Stunned, I stumbled into the The Arts Partnership’s art market with an armful of books, sat down at my vendor’s table and stared into the middle distance for much longer than is socially acceptable. I told the artists setting up next to me that my metaphorical studio had basically burned to the ground, with most of everything I’d ever done still in it. I thought I was being quite gallant about it, but their looks of quiet sympathy told me nobody bought that act except for me.
Luckily, that turned out not to be quite true. I’ve since been able to recover shards of about three quarters of the stories I’ve created over the life of this site, which means that I can (albeit with excruciating slowness), piece most things back together again. (Although everything for this year and the majority of 2018 are just irretrievably gone. I won’t lie, that still aches.)
If I could come up with thousands of dollars (ha!) or hundreds of hours for this picky, painstaking work, I could have bounced back quickly. But I don’t have hundreds of hours and I definitely don’t have thousands of dollars, so I have been very quiet here. I’ve struggled mightily to summon the will to create anything new when I cannot even maintain the old.
Since I have basically worked overtime for months to get about halfway to where I was a year ago, I’ve been kind of depressed. When you add in my camera breaking, my car being totaled in a hit and run and an irritating winter sickness I can’t seem to shake, it’s been a rough few months. I feel like Sisyphus with multiple stones.
Now when people ask me how I’m doing, I kind of want to hold the notebook shown above up over my face so that I don’t blurt out what I really want to say, which is, “I am frantically working with time I don’t have to get back to where I was and it’s not working!” While honest, that reply is hardly gracious (and definitely not Midwestern, where unless you’re currently amputating your own leg with a pocket knife, the only acceptable answer to this question is “fine”), but it’s better than maniacal laughter or utter despair, which are what I was working with a few weeks ago.
And you know what? That’s life. We can do everything right and sometimes things still go wrong. My circumstances might be unique, but this feeling of frustration certainly isn’t. I
’m writing this at a moment when many of you are battling late season blizzards and floods (sometimes simultaneously). It’s a particularly baffling illustration of life’s frustrations, but also the very thing that helps heartland’s soil replenish itself so it can feed the nation.
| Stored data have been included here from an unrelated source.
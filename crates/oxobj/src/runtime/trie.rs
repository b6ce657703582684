//! Persistent dispatch trie.
//!
//! A [`DispatchTrie`] maps 24-bit keys (selector tokens) to values through
//! three levels of 256-way nodes. Nodes are reference counted and shared
//! between tries: cloning a trie is O(1), and [`insert`](DispatchTrie::insert)
//! copies only the nodes on the path it writes (`Arc::make_mut`), leaving
//! every other subtree shared with the tries it was cloned from.
//!
//! Never-populated subtrees are `None`. Lookups take no locks; a published
//! trie is immutable, writers build a new one and swap it in.
//!
//! ```
//! use oxobj::runtime::trie::DispatchTrie;
//!
//! let mut base = DispatchTrie::new();
//! base.insert(7, "base");
//!
//! let mut derived = base.clone();
//! assert!(derived.shares_root_with(&base));
//!
//! derived.insert(7, "derived");
//! assert_eq!(base.lookup(7), Some(&"base"));
//! assert_eq!(derived.lookup(7), Some(&"derived"));
//! ```

use std::fmt;
use std::sync::Arc;

/// Bits consumed per level.
const LEVEL_BITS: u32 = 8;

/// Children per node.
const FANOUT: usize = 1 << LEVEL_BITS;

const LEVEL_MASK: u32 = (FANOUT as u32) - 1;

/// Number of keys the trie can hold (keys are `0..KEY_SPACE`).
pub const KEY_SPACE: u32 = 1 << (3 * LEVEL_BITS);

type Link<T> = Option<Arc<Node<T>>>;

#[derive(Clone)]
enum Node<T> {
    Branch(Box<[Link<T>; FANOUT]>),
    Leaf(Box<[Option<T>; FANOUT]>),
}

impl<T> Node<T> {
    fn branch() -> Self {
        Node::Branch(Box::new(std::array::from_fn(|_| None)))
    }

    fn leaf() -> Self {
        Node::Leaf(Box::new(std::array::from_fn(|_| None)))
    }
}

#[inline]
const fn split(key: u32) -> (usize, usize, usize) {
    (
        ((key >> (2 * LEVEL_BITS)) & LEVEL_MASK) as usize,
        ((key >> LEVEL_BITS) & LEVEL_MASK) as usize,
        (key & LEVEL_MASK) as usize,
    )
}

/// Copy-on-write map from 24-bit keys to `T`.
pub struct DispatchTrie<T> {
    root: Link<T>,
    len: usize,
}

impl<T> DispatchTrie<T> {
    /// Creates an empty trie. Allocates nothing until the first insert.
    #[must_use]
    pub const fn new() -> Self {
        Self { root: None, len: 0 }
    }

    /// Number of keys present.
    #[must_use]
    pub fn len(&self) -> usize {
        self.len
    }

    /// Returns true if no key is present.
    #[must_use]
    pub fn is_empty(&self) -> bool {
        self.len == 0
    }

    /// Looks up `key`.
    #[must_use]
    #[inline]
    pub fn lookup(&self, key: u32) -> Option<&T> {
        if key >= KEY_SPACE {
            return None;
        }
        let (a, b, c) = split(key);
        let Node::Branch(top) = self.root.as_deref()? else {
            return None;
        };
        let Node::Branch(mid) = top[a].as_deref()? else {
            return None;
        };
        let Node::Leaf(leaf) = mid[b].as_deref()? else {
            return None;
        };
        leaf[c].as_ref()
    }

    /// Returns true if both tries currently share their root node.
    #[must_use]
    pub fn shares_root_with(&self, other: &Self) -> bool {
        match (&self.root, &other.root) {
            (Some(a), Some(b)) => Arc::ptr_eq(a, b),
            (None, None) => true,
            _ => false,
        }
    }

    /// Returns the first entry whose key is `>= *cursor` and advances the
    /// cursor past it. Start with a cursor of `0`.
    pub fn next(&self, cursor: &mut u32) -> Option<(u32, &T)> {
        let Some(Node::Branch(top)) = self.root.as_deref() else {
            return None;
        };
        while *cursor < KEY_SPACE {
            let (a, b, c) = split(*cursor);
            let Some(Node::Branch(mid)) = top[a].as_deref() else {
                *cursor = ((a as u32) + 1) << (2 * LEVEL_BITS);
                continue;
            };
            let Some(Node::Leaf(leaf)) = mid[b].as_deref() else {
                *cursor = (((a as u32) << LEVEL_BITS) + (b as u32) + 1) << LEVEL_BITS;
                continue;
            };
            if let Some(i) = (c..FANOUT).find(|&i| leaf[i].is_some()) {
                let key = (*cursor & !LEVEL_MASK) | i as u32;
                *cursor = key + 1;
                return leaf[i].as_ref().map(|v| (key, v));
            }
            *cursor = (*cursor | LEVEL_MASK) + 1;
        }
        None
    }

    /// Iterates entries in key order.
    pub fn iter(&self) -> Iter<'_, T> {
        Iter {
            trie: self,
            cursor: 0,
        }
    }
}

impl<T: Clone> DispatchTrie<T> {
    /// Inserts `value` at `key`, returning the previous value.
    ///
    /// Shared nodes on the path are cloned first; other tries never observe
    /// the write.
    ///
    /// # Panics
    ///
    /// Panics if `key >= KEY_SPACE`.
    pub fn insert(&mut self, key: u32, value: T) -> Option<T> {
        assert!(key < KEY_SPACE, "dispatch key {key} out of range");
        let (a, b, c) = split(key);

        let root = Arc::make_mut(self.root.get_or_insert_with(|| Arc::new(Node::branch())));
        let Node::Branch(top) = root else {
            unreachable!("trie root is always a branch");
        };
        let mid = Arc::make_mut(top[a].get_or_insert_with(|| Arc::new(Node::branch())));
        let Node::Branch(mid) = mid else {
            unreachable!("second trie level is always a branch");
        };
        let leaf = Arc::make_mut(mid[b].get_or_insert_with(|| Arc::new(Node::leaf())));
        let Node::Leaf(leaf) = leaf else {
            unreachable!("third trie level is always a leaf");
        };

        let previous = leaf[c].replace(value);
        if previous.is_none() {
            self.len += 1;
        }
        previous
    }
}

impl<T> Clone for DispatchTrie<T> {
    /// O(1): shares every node with `self`.
    fn clone(&self) -> Self {
        Self {
            root: self.root.clone(),
            len: self.len,
        }
    }
}

impl<T> Default for DispatchTrie<T> {
    fn default() -> Self {
        Self::new()
    }
}

impl<T: fmt::Debug> fmt::Debug for DispatchTrie<T> {
    fn fmt(&self, f: &mut fmt::Formatter<'_>) -> fmt::Result {
        f.debug_map().entries(self.iter()).finish()
    }
}

/// Ordered iterator over a [`DispatchTrie`].
pub struct Iter<'a, T> {
    trie: &'a DispatchTrie<T>,
    cursor: u32,
}

impl<'a, T> Iterator for Iter<'a, T> {
    type Item = (u32, &'a T);

    fn next(&mut self) -> Option<Self::Item> {
        self.trie.next(&mut self.cursor)
    }
}

impl<'a, T> IntoIterator for &'a DispatchTrie<T> {
    type Item = (u32, &'a T);
    type IntoIter = Iter<'a, T>;

    fn into_iter(self) -> Self::IntoIter {
        self.iter()
    }
}

#[cfg(test)]
mod tests {
    use super::*;

    #[test]
    fn test_empty() {
        let trie: DispatchTrie<u32> = DispatchTrie::new();
        assert!(trie.is_empty());
        assert_eq!(trie.lookup(0), None);
        assert_eq!(trie.lookup(KEY_SPACE), None);
        assert_eq!(trie.iter().count(), 0);
    }

    #[test]
    fn test_insert_and_lookup_across_levels() {
        let mut trie = DispatchTrie::new();
        for key in [0, 1, 255, 256, 65_535, 65_536, KEY_SPACE - 1] {
            assert_eq!(trie.insert(key, key * 2), None);
        }
        assert_eq!(trie.len(), 7);
        assert_eq!(trie.lookup(65_536), Some(&131_072));
        assert_eq!(trie.lookup(2), None);
        assert_eq!(trie.insert(1, 99), Some(2));
        assert_eq!(trie.len(), 7);
    }

    #[test]
    fn test_copy_is_isolated() {
        let mut base = DispatchTrie::new();
        base.insert(10, "a");
        base.insert(70_000, "b");

        let mut copy = base.clone();
        assert!(copy.shares_root_with(&base));
        copy.insert(10, "c");
        copy.insert(11, "d");

        assert!(!copy.shares_root_with(&base));
        assert_eq!(base.lookup(10), Some(&"a"));
        assert_eq!(base.lookup(11), None);
        assert_eq!(copy.lookup(10), Some(&"c"));
        assert_eq!(copy.lookup(70_000), Some(&"b"));
        assert_eq!(base.len(), 2);
        assert_eq!(copy.len(), 3);
    }

    #[test]
    fn test_untouched_subtrees_stay_shared() {
        let mut base = DispatchTrie::new();
        base.insert(5, 1);
        base.insert(1 << 16, 2);

        let mut copy = base.clone();
        copy.insert(6, 3);

        let (Some(Node::Branch(a)), Some(Node::Branch(b))) =
            (base.root.as_deref(), copy.root.as_deref())
        else {
            panic!("roots are branches");
        };
        assert!(!Arc::ptr_eq(a[0].as_ref().unwrap(), b[0].as_ref().unwrap()));
        assert!(Arc::ptr_eq(a[1].as_ref().unwrap(), b[1].as_ref().unwrap()));
    }

    #[test]
    fn test_next_enumerates_in_order() {
        let mut trie = DispatchTrie::new();
        let keys = [300_000, 3, 256, 70_000, 2, 65_536];
        for key in keys {
            trie.insert(key, ());
        }
        let mut sorted = keys.to_vec();
        sorted.sort_unstable();

        let mut cursor = 0;
        let mut seen = Vec::new();
        while let Some((key, ())) = trie.next(&mut cursor) {
            seen.push(key);
        }
        assert_eq!(seen, sorted);

        let mut cursor = 257;
        assert_eq!(trie.next(&mut cursor).map(|(k, _)| k), Some(65_536));
        assert_eq!(cursor, 65_537);
    }

    #[test]
    fn test_dropping_copy_keeps_original() {
        let mut base = DispatchTrie::new();
        base.insert(42, String::from("kept"));
        {
            let mut copy = base.clone();
            copy.insert(43, String::from("temp"));
        }
        assert_eq!(base.lookup(42).map(String::as_str), Some("kept"));
        assert_eq!(base.lookup(43), None);
    }

    #[test]
    #[should_panic(expected = "out of range")]
    fn test_key_out_of_range() {
        let mut trie = DispatchTrie::new();
        trie.insert(KEY_SPACE, 0u8);
    }
}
I’m a farmer’s daughter and I can’t unsee cycles. I know that destruction and creation go hand in hand. And of course, injuries, heartbreak and loss come for all of us, regardless of how carefully we’ve plotted to avoid running into them.
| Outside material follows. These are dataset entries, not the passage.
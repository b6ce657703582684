//! Dispatch table construction and the initialize protocol.
//!
//! Each class record publishes its dispatch table through an `ArcSwap`.
//! A table is a [`DispatchTrie`] of [`Slot`]s: it starts as a clone of the
//! superclass's table (sharing every node) and then receives the class's own
//! methods. Tables are built when the class receives its first message; after
//! that they are replaced wholesale whenever a method is added, replaced or
//! merged in by a category.
//!
//! Before the tables of a class are published, its `initialize` class method
//! runs exactly once, superclass first. While it runs the new tables live in
//! the runtime's look-aside map, so the initializing thread can message the
//! class; other threads wait on the class's condition variable.

use std::sync::{Arc, LazyLock, PoisonError};
use std::thread;

use oxobj_log::trace;

use crate::error::fatal;
use crate::runtime::class::{Class, InitState, Method, flags};
use crate::runtime::object::Id;
use crate::runtime::selector::Sel;
use crate::runtime::trie::DispatchTrie;
use crate::runtime::{Imp, Runtime, lock, read, write};

/// A resolved method as seen from one class.
#[derive(Clone)]
pub(crate) struct Slot {
    /// The class whose method list supplied the method.
    pub(crate) owner: Class,
    pub(crate) imp: Imp,
    /// Method version when the slot was written.
    pub(crate) version: u64,
    pub(crate) method: Arc<Method>,
}

impl Slot {
    fn new(owner: Class, method: &Arc<Method>) -> Self {
        let (imp, version) = method.snapshot();
        Slot {
            owner,
            imp,
            version,
            method: Arc::clone(method),
        }
    }
}

impl std::fmt::Debug for Slot {
    fn fmt(&self, f: &mut std::fmt::Formatter<'_>) -> std::fmt::Result {
        f.debug_struct("Slot")
            .field("owner", &self.owner)
            .field("version", &self.version)
            .finish_non_exhaustive()
    }
}

pub(crate) type DispatchTable = DispatchTrie<Slot>;

static UNINSTALLED: LazyLock<Arc<DispatchTable>> = LazyLock::new(|| Arc::new(DispatchTrie::new()));

/// The shared empty table every class starts with.
pub(crate) fn uninstalled_table() -> Arc<DispatchTable> {
    Arc::clone(&UNINSTALLED)
}

/// Publishes tables and wakes waiters, also when the initializer unwinds.
struct InitGuard<'rt> {
    rt: &'rt Runtime,
    class: Class,
}

impl Drop for InitGuard<'_> {
    fn drop(&mut self) {
        let class = self.class;
        {
            let _reg = read(&self.rt.registry);
            let mut lookaside = write(&self.rt.lookaside);
            for record in [class, class.metaclass()] {
                if let Some(table) = lookaside.remove(&record) {
                    record.inner().dtable.store(table);
                }
                record.set_flag(flags::INITIALIZED);
            }
        }

        let inner = class.inner();
        *lock(&inner.init) = InitState::Done;
        inner.init_done.notify_all();
        if thread::panicking() {
            oxobj_log::error!("+[{} initialize] unwound; tables published anyway", class.name());
        } else {
            trace!("initialized class '{}'", class.name());
        }
    }
}

impl Runtime {
    /// Table a lookup should use right now: the installed one, the
    /// look-aside one during initialization, or a freshly computed one.
    ///
    /// Callers computing tables must hold the registry lock.
    pub(crate) fn current_table(&self, class: Class) -> Arc<DispatchTable> {
        if class.is_initialized() {
            return class.inner().dtable.load_full();
        }
        if let Some(table) = read(&self.lookaside).get(&class) {
            return Arc::clone(table);
        }
        Arc::new(self.compute_table(class))
    }

    /// Superclass table plus own methods, newest list first.
    fn compute_table(&self, class: Class) -> DispatchTable {
        let mut table = match class.superclass() {
            Some(sup) => DispatchTable::clone(&self.current_table(sup)),
            None => DispatchTable::new(),
        };
        for method in class.own_methods() {
            let key = method.selector().as_u32();
            if table.lookup(key).is_some_and(|slot| slot.owner == class) {
                continue;
            }
            table.insert(key, Slot::new(class, &method));
        }
        table
    }

    /// Runs the initialize protocol for `class` (or the class a metaclass
    /// describes). Returns once the tables are usable from this thread.
    ///
    /// # Panics
    ///
    /// Panics if the class cannot be resolved.
    pub(crate) fn ensure_initialized(&self, class: Class) {
        let class = class.instance_class();
        if class.is_initialized() {
            return;
        }
        if class.is_disposed() || !self.resolve_class(class) {
            fatal!("message sent to unresolved class '{}'", class.name());
        }
        if let Some(sup) = class.superclass() {
            self.ensure_initialized(sup);
        }

        let me = thread::current().id();
        {
            let inner = class.inner();
            let mut state = lock(&inner.init);
            loop {
                match *state {
                    InitState::Done => return,
                    // Re-entrant send from this thread's initializer.
                    InitState::Running(owner) if owner == me => return,
                    InitState::Running(_) => {
                        state = inner
                            .init_done
                            .wait(state)
                            .unwrap_or_else(PoisonError::into_inner);
                    }
                    InitState::Idle => {
                        *state = InitState::Running(me);
                        break;
                    }
                }
            }
        }

        {
            let _reg = read(&self.registry);
            let table = Arc::new(self.compute_table(class));
            write(&self.lookaside).insert(class, table);
            let meta = class.metaclass();
            let table = Arc::new(self.compute_table(meta));
            write(&self.lookaside).insert(meta, table);
        }

        let guard = InitGuard { rt: self, class };
        if let Some(method) = class.metaclass().own_method(self.sels.initialize) {
            trace!("+[{} initialize]", class.name());
            (method.imp())(self, Id::from_class(class), self.sels.initialize, &[]);
        }
        drop(guard);
    }

    /// Rewrites the installed and look-aside tables of `class`.
    fn patch_tables(&self, class: Class, mut edit: impl FnMut(&mut DispatchTable)) {
        if class.is_initialized() {
            let mut table = DispatchTable::clone(&class.inner().dtable.load_full());
            edit(&mut table);
            class.inner().dtable.store(Arc::new(table));
        }
        if let Some(table) = write(&self.lookaside).get_mut(&class) {
            edit(Arc::make_mut(table));
        }
    }

    /// Makes `method` of `owner` the slot for its selector in `class` and
    /// every descendant that does not override it.
    ///
    /// Registry write lock must be held.
    pub(crate) fn install_down(&self, owner: Class, class: Class, method: &Arc<Method>) {
        let key = method.selector().as_u32();
        let slot = Slot::new(owner, method);
        self.patch_tables(class, |table| {
            table.insert(key, slot.clone());
        });
        for sub in class.subclasses() {
            if sub.own_method(method.selector()).is_none() {
                self.install_down(owner, sub, method);
            }
        }
    }

    /// Refreshes every slot in the subtree of `class` that caches `method`.
    ///
    /// Registry write lock must be held.
    pub(crate) fn refresh_slots(&self, class: Class, method: &Arc<Method>) {
        let key = method.selector().as_u32();
        self.patch_tables(class, |table| {
            let owner = match table.lookup(key) {
                Some(slot) if Arc::ptr_eq(&slot.method, method) => slot.owner,
                _ => return,
            };
            table.insert(key, Slot::new(owner, method));
        });
        for sub in class.subclasses() {
            self.refresh_slots(sub, method);
        }
    }

    /// Adds a method to `class`. For class methods pass the metaclass.
    ///
    /// Returns false if the class already has its own method for `sel`
    /// (use [`replace_method`](Self::replace_method)) or has been disposed.
    /// Subclasses that already built their tables see the method at once.
    pub fn add_method(&self, class: Class, sel: Sel, imp: Imp) -> bool {
        let _reg = write(&self.registry);
        if class.is_disposed() || class.own_method(sel).is_some() {
            return false;
        }
        let method = Arc::new(Method::new(sel, imp, None));
        class.push_method(Arc::clone(&method));
        self.install_down(class, class, &method);
        trace!("added {}[{} {}]", sign(class), class.name(), self.sel_name(sel));
        true
    }

    /// Replaces the implementation of the method `class` itself answers for
    /// `sel`, bumping its version. Adds the method if the class has none.
    ///
    /// Returns the previous implementation, if there was one.
    pub fn replace_method(&self, class: Class, sel: Sel, imp: Imp) -> Option<Imp> {
        let _reg = write(&self.registry);
        if class.is_disposed() {
            return None;
        }
        match class.own_method(sel) {
            Some(method) => {
                let old = method.replace(imp);
                self.refresh_slots(class, &method);
                trace!(
                    "replaced {}[{} {}] (version {})",
                    sign(class),
                    class.name(),
                    self.sel_name(sel),
                    method.version()
                );
                Some(old)
            }
            None => {
                let method = Arc::new(Method::new(sel, imp, None));
                class.push_method(Arc::clone(&method));
                self.install_down(class, class, &method);
                None
            }
        }
    }

    /// Implementation `class` would run for `sel`, without sending a message
    /// or running the initializer.
    #[must_use]
    pub fn method_implementation(&self, class: Class, sel: Sel) -> Option<Imp> {
        self.lookup_slot(class, sel).map(|slot| slot.imp)
    }

    /// The method `class` would run for `sel`.
    #[must_use]
    pub fn lookup_method(&self, class: Class, sel: Sel) -> Option<Arc<Method>> {
        self.lookup_slot(class, sel).map(|slot| slot.method)
    }

    /// Class whose method list supplies `class`'s implementation of `sel`.
    #[must_use]
    pub fn method_provider(&self, class: Class, sel: Sel) -> Option<Class> {
        self.lookup_slot(class, sel).map(|slot| slot.owner)
    }

    pub(crate) fn lookup_slot(&self, class: Class, sel: Sel) -> Option<Slot> {
        if !class.is_resolved() || class.is_disposed() {
            return None;
        }
        let _reg = read(&self.registry);
        self.current_table(class).lookup(sel.as_u32()).cloned()
    }

    /// Full table of `class`, computed if needed.
    pub(crate) fn table_snapshot(&self, class: Class) -> Arc<DispatchTable> {
        let _reg = read(&self.registry);
        self.current_table(class)
    }
}

/// `+` for class methods, `-` for instance methods.
pub(crate) fn sign(class: Class) -> char {
    if class.is_metaclass() { '+' } else { '-' }
}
I’ve been lucky enough to have good friends, family members and colleagues in my orbit who can remind me of this and help me chill the hell out. (In hour-long intervals, at least.) I’ve appreciated hearing other creative people and social media friends be frank about their own struggles, burnout, anxiety and depression. It’s been a huge relief to hear about the dark days instead of staring at the always-sunny highlight reel.
Because the truth is, creation and destruction are two sides of the same coin. Sometimes you work hard and you have to throw it all away. Sometimes you spend a lot of time on something and nothing comes of it at all. Sometimes life is frustrating and infuriating and we just want to lie down on the floor and kick and scream like a toddler, but we don’t. (In public, anyway.) We reach down and pull out a reason to keep going.
And that, my friends, is enough.
How are you doing these days? Really? What has this winter taught you? What do you want to see on these pages in future? (I’ve been forced to reorganize everything, so this is the time to tell me what you want!)